Is it reasonable to expect that we can replace all extinct plants and animals or necessary predators that play a role in the cycle of life with some kind of laboratory solution? Common sense says that preserving plants and animals, protecting threatened species, and avoiding rapid changes to our environment which occur too quickly for people, animals and plants to adapt to, is essential for our survival.
Minimising the damage done by sand quarries and motorways
Off-shore sandmining from undersea shelves eg off Sydney's southern beaches are one possible solution to reduce the destructive effects of sandmining, providing it can be determined that this technique will produce lower environmental damage than on-shore mining does (we must make sure that it is not just a case of 'if we can't see it it's not doing any damage').
- One advantage of undersea sandmining is it does not consume water to the extent that surface mining does.
- A disadvantage of undersea sandmining is it is more expensive than surface mining.
Green corridors, bridges and subways
In Canada and other countries, large scale projects to develop green corridor bridges and subways for animals to cross roads safely have been developed, and animals increasingly use these to safely cross from one side to the other. Not all species of animals are able to work out how to use these corridors, but they do save animal lives.

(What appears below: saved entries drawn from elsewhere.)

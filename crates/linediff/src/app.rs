//! Interactive comparison state

use crate::config::Theme;
use crossterm::event::{KeyCode, KeyEvent, KeyEventKind, KeyModifiers};
use linediff_core::{DiffResult, DiffSettings};
use ratatui::style::{Modifier, Style};
use ratatui::widgets::{Block, Borders};
use tracing::trace;
use tui_textarea::TextArea;

/// Which editor receives typed input
#[derive(Debug, Clone, Copy, PartialEq, Eq)]
pub enum Focus {
    Left,
    Right,
}

pub struct App {
    pub left: TextArea<'static>,
    pub right: TextArea<'static>,
    pub focus: Focus,
    pub settings: DiffSettings,
    pub diff: DiffResult,
    pub theme: Theme,
    pub line_numbers: bool,
    pub tab_width: usize,
    /// First visible row of the diff pane
    pub scroll: usize,
    /// Height of the diff pane at the last draw
    pub page_height: usize,
    pub should_quit: bool,
}

impl App {
    pub fn new(left: &str, right: &str, settings: DiffSettings, theme: Theme) -> Self {
        let mut app = Self {
            left: editor(left),
            right: editor(right),
            focus: Focus::Left,
            settings,
            diff: DiffResult::default(),
            theme,
            line_numbers: true,
            tab_width: 4,
            scroll: 0,
            page_height: 10,
            should_quit: false,
        };
        app.refresh_editors();
        app.recompute();
        app
    }

    pub fn left_text(&self) -> String {
        self.left.lines().join("\n")
    }

    pub fn right_text(&self) -> String {
        self.right.lines().join("\n")
    }

    /// Rerun the diff against the current editor contents
    pub fn recompute(&mut self) {
        self.diff = self
            .settings
            .engine()
            .diff_strings(&self.left_text(), &self.right_text());
        self.clamp_scroll();
        trace!(stats = ?self.diff.stats, "recomputed diff");
    }

    pub fn handle_key(&mut self, key: KeyEvent) {
        if key.kind != KeyEventKind::Press {
            return;
        }
        let ctrl = key.modifiers.contains(KeyModifiers::CONTROL);

        match key.code {
            KeyCode::Esc => self.should_quit = true,
            KeyCode::Char('q') if ctrl => self.should_quit = true,
            KeyCode::Char('c') if ctrl => self.should_quit = true,
            KeyCode::Tab | KeyCode::BackTab => self.switch_focus(),
            KeyCode::F(2) => self.toggle_ignore_case(),
            KeyCode::F(3) => self.toggle_ignore_whitespace(),
            KeyCode::F(4) => self.toggle_algorithm(),
            KeyCode::Char('s') if ctrl => self.swap(),
            KeyCode::Char('l') if ctrl => self.clear(),
            KeyCode::PageDown => self.scroll_by(self.page_height as isize),
            KeyCode::PageUp => self.scroll_by(-(self.page_height as isize)),
            _ => {
                let target = match self.focus {
                    Focus::Left => &mut self.left,
                    Focus::Right => &mut self.right,
                };
                if target.input(key) {
                    self.recompute();
                }
            }
        }
    }

    pub fn switch_focus(&mut self) {
        self.focus = match self.focus {
            Focus::Left => Focus::Right,
            Focus::Right => Focus::Left,
        };
        self.refresh_editors();
    }

    pub fn toggle_ignore_case(&mut self) {
        self.settings.options.ignore_case = !self.settings.options.ignore_case;
        self.recompute();
    }

    pub fn toggle_ignore_whitespace(&mut self) {
        self.settings.options.ignore_whitespace = !self.settings.options.ignore_whitespace;
        self.recompute();
    }

    pub fn toggle_algorithm(&mut self) {
        self.settings.algorithm = self.settings.algorithm.toggled();
        self.recompute();
    }

    /// Exchange the two texts
    pub fn swap(&mut self) {
        let left = self.left_text();
        let right = self.right_text();
        self.left = editor(&right);
        self.right = editor(&left);
        self.refresh_editors();
        self.recompute();
    }

    /// Empty both editors
    pub fn clear(&mut self) {
        self.left = editor("");
        self.right = editor("");
        self.scroll = 0;
        self.refresh_editors();
        self.recompute();
    }

    pub fn scroll_by(&mut self, delta: isize) {
        self.scroll = self.scroll.saturating_add_signed(delta);
        self.clamp_scroll();
    }

    pub fn set_page_height(&mut self, height: usize) {
        self.page_height = height.max(1);
        self.clamp_scroll();
    }

    fn clamp_scroll(&mut self) {
        let rows = self.diff.rows().len();
        let max = rows.saturating_sub(self.page_height);
        self.scroll = self.scroll.min(max);
    }

    fn refresh_editors(&mut self) {
        let focused = Style::default().fg(self.theme.border_focused);
        let (left_style, right_style) = match self.focus {
            Focus::Left => (focused, Style::default()),
            Focus::Right => (Style::default(), focused),
        };
        decorate(&mut self.left, " Original ", left_style, self.focus == Focus::Left);
        decorate(
            &mut self.right,
            " Modified ",
            right_style,
            self.focus == Focus::Right,
        );
    }
}

fn editor(text: &str) -> TextArea<'static> {
    TextArea::new(text.split('\n').map(str::to_string).collect())
}

fn decorate(editor: &mut TextArea<'static>, title: &'static str, border: Style, active: bool) {
    editor.set_block(
        Block::default()
            .borders(Borders::ALL)
            .border_style(border)
            .title(title),
    );
    let cursor = if active {
        Style::default().add_modifier(Modifier::REVERSED)
    } else {
        Style::default()
    };
    editor.set_cursor_style(cursor);
    editor.set_cursor_line_style(Style::default());
}

#[cfg(test)]
mod tests {
    use super::*;
    use crate::config::ThemeConfig;
    use linediff_core::{Algorithm, DiffStats};
    use pretty_assertions::assert_eq;

    fn make_app(left: &str, right: &str) -> App {
        let theme = ThemeConfig::default().resolve().unwrap();
        App::new(left, right, DiffSettings::default(), theme)
    }

    fn press(code: KeyCode) -> KeyEvent {
        KeyEvent::new(code, KeyModifiers::NONE)
    }

    fn ctrl(c: char) -> KeyEvent {
        KeyEvent::new(KeyCode::Char(c), KeyModifiers::CONTROL)
    }

    #[test]
    fn test_initial_diff() {
        let app = make_app("a\nb\nc", "a\nX\nb\nc");
        assert_eq!(
            app.diff.stats,
            DiffStats {
                total: 4,
                added: 1,
                removed: 0,
                unchanged: 3
            }
        );
        assert_eq!(app.left_text(), "a\nb\nc");
    }

    #[test]
    fn test_empty_editors_round_trip() {
        let app = make_app("", "");
        assert_eq!(app.left_text(), "");
        assert_eq!(app.diff.stats, DiffStats::default());
    }

    #[test]
    fn test_typing_recomputes() {
        let mut app = make_app("cat", "");
        app.handle_key(press(KeyCode::Tab));
        assert_eq!(app.focus, Focus::Right);
        for c in "cat".chars() {
            app.handle_key(press(KeyCode::Char(c)));
        }
        assert_eq!(app.right_text(), "cat");
        assert!(!app.diff.has_changes());
    }

    #[test]
    fn test_toggles_recompute() {
        let mut app = make_app("Hello", "hello");
        assert!(app.diff.has_changes());

        app.handle_key(press(KeyCode::F(2)));
        assert!(app.settings.options.ignore_case);
        assert!(!app.diff.has_changes());

        app.handle_key(press(KeyCode::F(3)));
        assert!(app.settings.options.ignore_whitespace);

        app.handle_key(press(KeyCode::F(4)));
        assert_eq!(app.settings.algorithm, Algorithm::Lcs);
    }

    #[test]
    fn test_swap_and_clear() {
        let mut app = make_app("a", "a\nb");
        assert_eq!(app.diff.stats.added, 1);

        app.handle_key(ctrl('s'));
        assert_eq!(app.left_text(), "a\nb");
        assert_eq!(app.right_text(), "a");
        assert_eq!(app.diff.stats.removed, 1);
        assert_eq!(app.diff.stats.added, 0);

        app.handle_key(ctrl('l'));
        assert_eq!(app.left_text(), "");
        assert_eq!(app.diff.stats, DiffStats::default());
    }

    #[test]
    fn test_scroll_is_clamped() {
        let text: Vec<String> = (0..30).map(|n| n.to_string()).collect();
        let mut app = make_app(&text.join("\n"), "");
        app.set_page_height(10);

        app.handle_key(press(KeyCode::PageDown));
        assert_eq!(app.scroll, 10);
        app.scroll_by(100);
        assert_eq!(app.scroll, 20);
        app.handle_key(press(KeyCode::PageUp));
        assert_eq!(app.scroll, 10);
        app.scroll_by(-100);
        assert_eq!(app.scroll, 0);
    }

    #[test]
    fn test_quit_keys() {
        let mut app = make_app("", "");
        app.handle_key(ctrl('q'));
        assert!(app.should_quit);

        let mut app = make_app("", "");
        app.handle_key(press(KeyCode::Esc));
        assert!(app.should_quit);
    }
}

Most Australians know to check the pouches of animals killed on our roads to rescue young joeys. Australian mammals are predominantly marsupials. The young leave the uterus after a very short time and then complete their development in the mother's pouch. Well developed young may survive a road accident which kills the mother and, if rescued and taken to a trained carer, may be hand raised and then successfully rehabilitated into the wild.